Alzheimer’s disease (AD) is the most common cause of dementia, affecting almost 40 million people worldwide, and it is predicted that this number will rise to nearly 150 million by 2050. It results not only in enormous distress for affected individuals and carers but also a substantial economic burden on society. Although more than 100 years have passed since its discovery, no cure for AD exists, despite enormous efforts in basic and clinical research over the past few decades, due to limited understanding of its underlying mechanisms.

Neurodegenerative disorders, of which AD is an example, are highly complex disorders characterized by extensive neuronal dysfunction associated with the misfolding and aggregation of a specific set of proteins, including amyloid plaques and neurofibrillary tangles in AD. One promising avenue for progress in the field is to improve our understanding of the mechanisms by which cellular dysfunction arises from the initial protein aggregation events.

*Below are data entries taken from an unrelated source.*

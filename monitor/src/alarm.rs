use crate::model::{AlarmThresholds, SystemStatus};

/// Evaluates one reading against the alarm bounds. Values sitting exactly
/// on a bound do not alarm; only strictly outside triggers.
pub fn evaluate(
    temperature_celsius: f64,
    humidity_percent: f64,
    thresholds: &AlarmThresholds,
) -> SystemStatus {
    let temp_alarm = temperature_celsius > thresholds.temp_high
        || temperature_celsius < thresholds.temp_low;
    let humidity_alarm = humidity_percent > thresholds.humidity_high
        || humidity_percent < thresholds.humidity_low;

    match (temp_alarm, humidity_alarm) {
        (true, true) => SystemStatus::BothError,
        (true, false) => SystemStatus::TempError,
        (false, true) => SystemStatus::HumidityError,
        (false, false) => SystemStatus::Good,
    }
}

The studies described in the thesis are based on the recent finding that a large number of proteins are inherently supersaturated, being expressed at concentrations higher than their solubilities, and constituting a metastable subproteome potentially susceptible to aggregation. These studies illustrate the dependence of aggregation prone metastable proteins on the cellular degradation machineries. They also study the role of metastable proteins and their homeostasis complement in the vulnerability of various body and brain tissues to protein aggregation diseases. Using extensive sequencing data and network based systems biology approaches, they elucidate how fundamental physicochemical properties of an individual or group of proteins relate to their biological function or dysfunction.